### [Information]
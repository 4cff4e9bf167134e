// Caption block layout
//
// Pure arithmetic: measured text sizes in, bar geometry out. The block is
// two bars stacked with no gap -- a colored title/time bar on top of a
// semi-transparent location bar.

use crate::constants::{
    BAR_H_PADDING_RATIO, BAR_V_PADDING_RATIO, LOCATION_BAR_V_PAD_FACTOR, TITLE_BAR_EXTRA_PX,
    TITLE_BAR_V_PAD_FACTOR, TITLE_TIME_GAP_RATIO,
};

use super::text::TextSize;

/// Geometry of the caption block, computed per render call.
#[derive(Debug, Clone)]
pub struct BlockLayout {
    /// Overall block width, max of the two bar widths.
    pub width: u32,
    pub title_bar_height: u32,
    pub location_bar_height: u32,
    /// Horizontal inner padding inside both bars.
    pub h_pad: u32,
    /// Vertical end padding unit; the title bar uses 2 of these, the
    /// location bar 10.
    pub v_pad: u32,
    /// Spacing between the title and timestamp lines.
    pub title_time_gap: u32,
    title_height: u32,
    has_title: bool,
}

impl BlockLayout {
    /// Compute bar geometry from the measured ink sizes of the three text
    /// runs. `has_title` reflects the title string's emptiness (a timestamp
    /// line is always present). All ratios truncate to whole pixels.
    pub fn compute(
        title: TextSize,
        time: TextSize,
        location: TextSize,
        base_font_size: u32,
        has_title: bool,
    ) -> Self {
        let base = base_font_size as f32;
        let h_pad = (base * BAR_H_PADDING_RATIO) as u32;
        let v_pad = (base * BAR_V_PADDING_RATIO) as u32;
        let title_time_gap = (base * TITLE_TIME_GAP_RATIO) as u32;

        let gap = if has_title { title_time_gap } else { 0 };
        let title_bar_content_h = title.h + gap + time.h;
        let title_bar_height =
            TITLE_BAR_V_PAD_FACTOR * v_pad + title_bar_content_h + TITLE_BAR_EXTRA_PX;
        let title_bar_width = title.w.max(time.w) + 2 * h_pad;

        let location_bar_height = LOCATION_BAR_V_PAD_FACTOR * v_pad + location.h;
        let location_bar_width = location.w + 2 * h_pad;

        BlockLayout {
            width: title_bar_width.max(location_bar_width),
            title_bar_height,
            location_bar_height,
            h_pad,
            v_pad,
            title_time_gap,
            title_height: title.h,
            has_title,
        }
    }

    /// Total block height; the bars stack directly.
    pub fn height(&self) -> u32 {
        self.title_bar_height + self.location_bar_height
    }

    /// Y offset of the timestamp line within the title bar. Sits below the
    /// title, or at the top inner padding when the title is empty.
    pub fn time_line_offset_y(&self) -> u32 {
        if self.has_title {
            self.v_pad + self.title_height + self.title_time_gap
        } else {
            self.v_pad
        }
    }

    /// Y offset of the location text within the whole block.
    pub fn location_text_offset_y(&self) -> u32 {
        self.title_bar_height + self.v_pad
    }
}

#[cfg(test)]
mod tests {
    use super::*;

    fn sz(w: u32, h: u32) -> TextSize {
        TextSize { w, h }
    }

    #[test]
    fn test_bar_arithmetic_with_all_fields() {
        // base 40 => h_pad 24, v_pad 12, gap 6
        let layout = BlockLayout::compute(sz(300, 45), sz(260, 30), sz(200, 30), 40, true);

        assert_eq!(layout.h_pad, 24);
        assert_eq!(layout.v_pad, 12);
        assert_eq!(layout.title_time_gap, 6);

        // title bar: 2*12 + (45 + 6 + 30) + 10
        assert_eq!(layout.title_bar_height, 115);
        // location bar: 10*12 + 30
        assert_eq!(layout.location_bar_height, 150);
        // width: max(300, 260) + 48 vs 200 + 48
        assert_eq!(layout.width, 348);
        assert_eq!(layout.height(), 265);
    }

    #[test]
    fn test_empty_title_places_time_at_top_padding() {
        let layout = BlockLayout::compute(sz(0, 0), sz(260, 30), sz(200, 30), 40, false);

        // No title, no gap: content is just the time line.
        assert_eq!(layout.title_bar_height, 2 * 12 + 30 + 10);
        assert_eq!(
            layout.time_line_offset_y(),
            layout.v_pad,
            "empty title must put the timestamp at the bar's top inner padding"
        );
    }

    #[test]
    fn test_time_line_sits_below_title() {
        let layout = BlockLayout::compute(sz(300, 45), sz(260, 30), sz(200, 30), 40, true);
        assert_eq!(layout.time_line_offset_y(), 12 + 45 + 6);
    }

    #[test]
    fn test_empty_location_still_has_padded_bar() {
        let layout = BlockLayout::compute(sz(300, 45), sz(260, 30), sz(0, 0), 40, true);

        // The bar keeps its 10x vertical padding even with no text.
        assert_eq!(layout.location_bar_height, 10 * 12);
        // Width is driven entirely by the title bar.
        assert_eq!(layout.width, 348);
    }

    #[test]
    fn test_location_bar_can_widen_block() {
        let layout = BlockLayout::compute(sz(100, 45), sz(120, 30), sz(500, 30), 40, true);
        assert_eq!(layout.width, 500 + 48);
    }

    #[test]
    fn test_ratios_truncate_like_integer_casts() {
        // base 25 => h_pad 15, v_pad 7 (7.5 truncated), gap 3 (3.75 truncated)
        let layout = BlockLayout::compute(sz(10, 10), sz(10, 10), sz(10, 10), 25, true);
        assert_eq!(layout.h_pad, 15);
        assert_eq!(layout.v_pad, 7);
        assert_eq!(layout.title_time_gap, 3);
    }
}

### [Work to complete]
Your response must repeat the entries above exactly, in full.

### [Output]
repository 4cff4e9bf167134e
// Caption block layout
//
// Pure arithmetic: measured text sizes in, bar geometry out. The block is
// two bars stacked with no gap -- a colored title/time bar on top of a
// semi-transparent location bar.

use crate::constants::{
    BAR_H_PADDING_RATIO, BAR_V_PADDING_RATIO, LOCATION_BAR_V_PAD_FACTOR, TITLE_BAR_EXTRA_PX,
    TITLE_BAR_V_PAD_FACTOR, TITLE_TIME_GAP_RATIO,
};

use super::text::TextSize;

/// Geometry of the caption block, computed per render call.
#[derive(Debug, Clone)]
pub struct BlockLayout {
    /// Overall block width, max of the two bar widths.
    pub width: u32,
    pub title_bar_height: u32,
    pub location_bar_height: u32,
    /// Horizontal inner padding inside both bars.
    pub h_pad: u32,
    /// Vertical end padding unit; the title bar uses 2 of these, the
    /// location bar 10.
    pub v_pad: u32,
    /// Spacing between the title and timestamp lines.
    pub title_time_gap: u32,
    title_height: u32,
    has_title: bool,
}

impl BlockLayout {
    /// Compute bar geometry from the measured ink sizes of the three text
    /// runs. `has_title` reflects the title string's emptiness (a timestamp
    /// line is always present). All ratios truncate to whole pixels.
    pub fn compute(
        title: TextSize,
        time: TextSize,
        location: TextSize,
        base_font_size: u32,
        has_title: bool,
    ) -> Self {
        let base = base_font_size as f32;
        let h_pad = (base * BAR_H_PADDING_RATIO) as u32;
        let v_pad = (base * BAR_V_PADDING_RATIO) as u32;
        let title_time_gap = (base * TITLE_TIME_GAP_RATIO) as u32;

        let gap = if has_title { title_time_gap } else { 0 };
        let title_bar_content_h = title.h + gap + time.h;
        let title_bar_height =
            TITLE_BAR_V_PAD_FACTOR * v_pad + title_bar_content_h + TITLE_BAR_EXTRA_PX;
        let title_bar_width = title.w.max(time.w) + 2 * h_pad;

        let location_bar_height = LOCATION_BAR_V_PAD_FACTOR * v_pad + location.h;
        let location_bar_width = location.w + 2 * h_pad;

        BlockLayout {
            width: title_bar_width.max(location_bar_width),
            title_bar_height,
            location_bar_height,
            h_pad,
            v_pad,
            title_time_gap,
            title_height: title.h,
            has_title,
        }
    }

    /// Total block height; the bars stack directly.
    pub fn height(&self) -> u32 {
        self.title_bar_height + self.location_bar_height
    }

    /// Y offset of the timestamp line within the title bar. Sits below the
    /// title, or at the top inner padding when the title is empty.
    pub fn time_line_offset_y(&self) -> u32 {
        if self.has_title {
            self.v_pad + self.title_height + self.title_time_gap
        } else {
            self.v_pad
        }
    }

    /// Y offset of the location text within the whole block.
    pub fn location_text_offset_y(&self) -> u32 {
        self.title_bar_height + self.v_pad
    }
}

#[cfg(test)]
mod tests {
    use super::*;

    fn sz(w: u32, h: u32) -> TextSize {
        TextSize { w, h }
    }

    #[test]
    fn test_bar_arithmetic_with_all_fields() {
        // base 40 => h_pad 24, v_pad 12, gap 6
        let layout = BlockLayout::compute(sz(300, 45), sz(260, 30), sz(200, 30), 40, true);

        assert_eq!(layout.h_pad, 24);
        assert_eq!(layout.v_pad, 12);
        assert_eq!(layout.title_time_gap, 6);

        // title bar: 2*12 + (45 + 6 + 30) + 10
        assert_eq!(layout.title_bar_height, 115);
        // location bar: 10*12 + 30
        assert_eq!(layout.location_bar_height, 150);
        // width: max(300, 260) + 48 vs 200 + 48
        assert_eq!(layout.width, 348);
        assert_eq!(layout.height(), 265);
    }

    #[test]
    fn test_empty_title_places_time_at_top_padding() {
        let layout = BlockLayout::compute(sz(0, 0), sz(260, 30), sz(200, 30), 40, false);

        // No title, no gap: content is just the time line.
        assert_eq!(layout.title_bar_height, 2 * 12 + 30 + 10);
        assert_eq!(
            layout.time_line_offset_y(),
            layout.v_pad,
            "empty title must put the timestamp at the bar's top inner padding"
        );
    }

    #[test]
    fn test_time_line_sits_below_title() {
        let layout = BlockLayout::compute(sz(300, 45), sz(260, 30), sz(200, 30), 40, true);
        assert_eq!(layout.time_line_offset_y(), 12 + 45 + 6);
    }

    #[test]
    fn test_empty_location_still_has_padded_bar() {
        let layout = BlockLayout::compute(sz(300, 45), sz(260, 30), sz(0, 0), 40, true);

        // The bar keeps its 10x vertical padding even with no text.
        assert_eq!(layout.location_bar_height, 10 * 12);
        // Width is driven entirely by the title bar.
        assert_eq!(layout.width, 348);
    }

    #[test]
    fn test_location_bar_can_widen_block() {
        let layout = BlockLayout::compute(sz(100, 45), sz(120, 30), sz(500, 30), 40, true);
        assert_eq!(layout.width, 500 + 48);
    }

    #[test]
    fn test_ratios_truncate_like_integer_casts() {
        // base 25 => h_pad 15, v_pad 7 (7.5 truncated), gap 3 (3.75 truncated)
        let layout = BlockLayout::compute(sz(10, 10), sz(10, 10), sz(10, 10), 25, true);
        assert_eq!(layout.h_pad, 15);
        assert_eq!(layout.v_pad, 7);
        assert_eq!(layout.title_time_gap, 3);
    }
}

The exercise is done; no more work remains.